Another point is that today’s big games are concentrated in the action and role-playing categories, and cinematic features are seldom absent, but most manufacturers only use cinematography as a way to improve the game’s performance without emphasizing that their games are “movie-like”. For example, the plot of “Souls of Tsushima”, which plays like a samurai movie, is particularly impressive in the design of sword and spear battles; “Death Stranding”, which maintains Hideo Kojima’s usual camera style, is recognized for its unique “delivery” gameplay. The cinematography in these games provides an important expression, but it is not the whole game.
What makes people remember Death Stranding may be the story, but what keeps people playing is the delivery method.
From cinematic games to cinematic games, the cinematic approach has changed from the direction of game production to a means to an end, and most games have wisely stopped being “cinematic for the sake of being cinematic”, and cinematics have since become as common an element in games as role-playing and card draws. -Today, if it replaces the ending illustrations with exciting 3D CG, it is still the combat system itself that deserves attention, just like “Ninja Dragon Sword Story” on FC.

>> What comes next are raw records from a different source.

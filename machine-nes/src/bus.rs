//! CPU and PPU bus views.
//!
//! The machine owns every device; the CPU and PPU are handed short-lived
//! views that borrow just the devices their address space routes to. The
//! ownership graph stays a tree (no back-pointers, no reference
//! counting), and a PPU register access can still recurse into the PPU's
//! own address space.

use crate::apu::Apu;
use crate::cartridge::Cartridge;
use crate::controller::Controller;
use crate::palette::PaletteRam;
use crate::ppu::Ppu;
use crate::ram::Ram;
use crate::vram::Vram;
use ferricom_core::Bus;

/// The PPU's 14-bit address space: pattern tables on cartridge CHR,
/// nametable VRAM (with $3000-$3EFF aliasing $2000-$2EFF), palette RAM.
pub(crate) struct PpuBus<'a> {
    pub cartridge: &'a mut Cartridge,
    pub vram: &'a mut Vram,
    pub palette: &'a mut PaletteRam,
}

impl Bus for PpuBus<'_> {
    fn read(&mut self, address: u16) -> u8 {
        match address & 0x3FFF {
            0x0000..=0x1FFF => self.cartridge.chr_read(address & 0x1FFF),
            0x2000..=0x3EFF => self.vram.read(address),
            _ => self.palette.read(address),
        }
    }

    fn write(&mut self, address: u16, value: u8) {
        match address & 0x3FFF {
            0x0000..=0x1FFF => self.cartridge.chr_write(address & 0x1FFF, value),
            0x2000..=0x3EFF => self.vram.write(address, value),
            _ => self.palette.write(address, value),
        }
    }
}

/// The CPU's address space: work RAM, the PPU register window, the APU
/// window, controllers, and cartridge PRG.
pub(crate) struct CpuBus<'a> {
    pub ram: &'a mut Ram<2048>,
    pub ppu: &'a mut Ppu,
    pub apu: &'a mut Apu,
    pub cartridge: &'a mut Cartridge,
    pub vram: &'a mut Vram,
    pub palette: &'a mut PaletteRam,
    pub controllers: &'a mut [Controller; 2],
}

impl Bus for CpuBus<'_> {
    fn read(&mut self, address: u16) -> u8 {
        match address {
            // 2KB work RAM, mirrored through $1FFF.
            0x0000..=0x1FFF => self.ram.read(address),
            // PPU registers, mirrored every 8 bytes. Only STATUS, OAMDATA
            // and DATA are readable; the rest float low.
            0x2000..=0x3FFF => match address & 0x0007 {
                2 => self.ppu.read_status(),
                4 => self.ppu.read_oam_data(),
                7 => {
                    let mut ppu_bus = PpuBus {
                        cartridge: &mut *self.cartridge,
                        vram: &mut *self.vram,
                        palette: &mut *self.palette,
                    };
                    self.ppu.read_data(&mut ppu_bus)
                }
                _ => 0,
            },
            // Controller shift registers.
            0x4016 => self.controllers[0].read(),
            0x4017 => self.controllers[1].read(),
            // APU window (stubbed).
            0x4000..=0x4015 => self.apu.read_register(address),
            // Test-mode registers and open expansion area.
            0x4018..=0x7FFF => 0,
            // Cartridge PRG through the mapper.
            0x8000..=0xFFFF => self.cartridge.prg_read(address),
        }
    }

    fn write(&mut self, address: u16, value: u8) {
        match address {
            0x0000..=0x1FFF => self.ram.write(address, value),
            0x2000..=0x3FFF => match address & 0x0007 {
                0 => self.ppu.write_ctrl(value),
                1 => self.ppu.write_mask(value),
                // STATUS is read-only.
                2 => {}
                3 => self.ppu.write_oam_addr(value),
                4 => self.ppu.write_oam_data(value),
                5 => self.ppu.write_scroll(value),
                6 => self.ppu.write_addr(value),
                7 => {
                    let mut ppu_bus = PpuBus {
                        cartridge: &mut *self.cartridge,
                        vram: &mut *self.vram,
                        palette: &mut *self.palette,
                    };
                    self.ppu.write_data(&mut ppu_bus, value);
                }
                _ => {}
            },
            // Any strobe write latches both controllers.
            0x4016 => {
                self.controllers[0].strobe();
                self.controllers[1].strobe();
            }
            // $4017 writes belong to the APU frame counter, not port 2.
            0x4000..=0x4015 | 0x4017 => self.apu.write_register(address, value),
            0x4018..=0x7FFF => {}
            0x8000..=0xFFFF => self.cartridge.prg_write(address, value),
        }
    }
}
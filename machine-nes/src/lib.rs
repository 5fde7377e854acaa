//! Nintendo Entertainment System machine emulation.
//!
//! This crate wires a [`ferricom_6502::Mos6502`] CPU, the 2C02 PPU, 2KB of
//! work RAM, nametable VRAM, palette RAM, two controllers and an NROM
//! cartridge into a deterministic machine:
//!
//! - [`Nes::cycle`] advances one master clock tick (one PPU dot; the CPU
//!   runs every third tick; a pending vblank NMI is delivered between
//!   instructions).
//! - [`Nes::run_until_frame`] ticks until the PPU signals frame
//!   completion.
//! - [`Nes::render_background`] and [`Nes::render_pattern_table`] produce
//!   RGB images for a frontend to display.
//!
//! The host parses an iNES byte image into a [`RomImage`], builds a
//! [`Cartridge`], and constructs the machine from it. No files are read or
//! written here.

mod apu;
mod bus;
mod cartridge;
mod controller;
mod image;
mod mapper;
mod nes;
mod palette;
mod ppu;
mod ram;
mod rom;
mod vram;

pub use cartridge::{Cartridge, CartridgeError, Mirroring, Tile};
pub use ferricom_6502::{CpuError, Mos6502};
pub use controller::{buttons, Controller, Port};
pub use image::{Color, Image};
pub use nes::Nes;
pub use palette::{PaletteRam, NTSC_PALETTE};
pub use ppu::Ppu;
pub use rom::RomImage;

This is probably one of the signs that the game industry is coming to maturity. When Photoshop was first born, art designers couldn’t wait to use all the filters and effects to design complex and fancy anthropomorphic style game UI. Many of them were actually not good-looking, but it was a product of the times, when computer hardware and software were advancing rapidly. When the technology boom receded, when people returned to reason, the simple and bright flat style became popular again, but the anthropomorphic style has not lost its future, gorgeous and good-looking anthropomorphic design is still attractive, and in the right combination, anthropomorphic and flat style can coexist harmoniously.
Back to the question at the beginning: compared to five or six years ago, are there more cinematic games, or less? Will cinematic games be the future of gaming? It depends on your point of view: there don’t seem to be more games that clearly imitate the cinematic style and emphasize their cinematography in their promotions, so those who advocate for a cinematic future may be disappointed. But the naysayers probably haven’t won either, as cinematic games can be said to be ubiquitous as a label and an indispensable means of expression.
The cinematic games of the past sought to “make the game look like a movie,” but today’s cinematic games are a way to “take the game to the next level” when it is already as beautiful as a movie.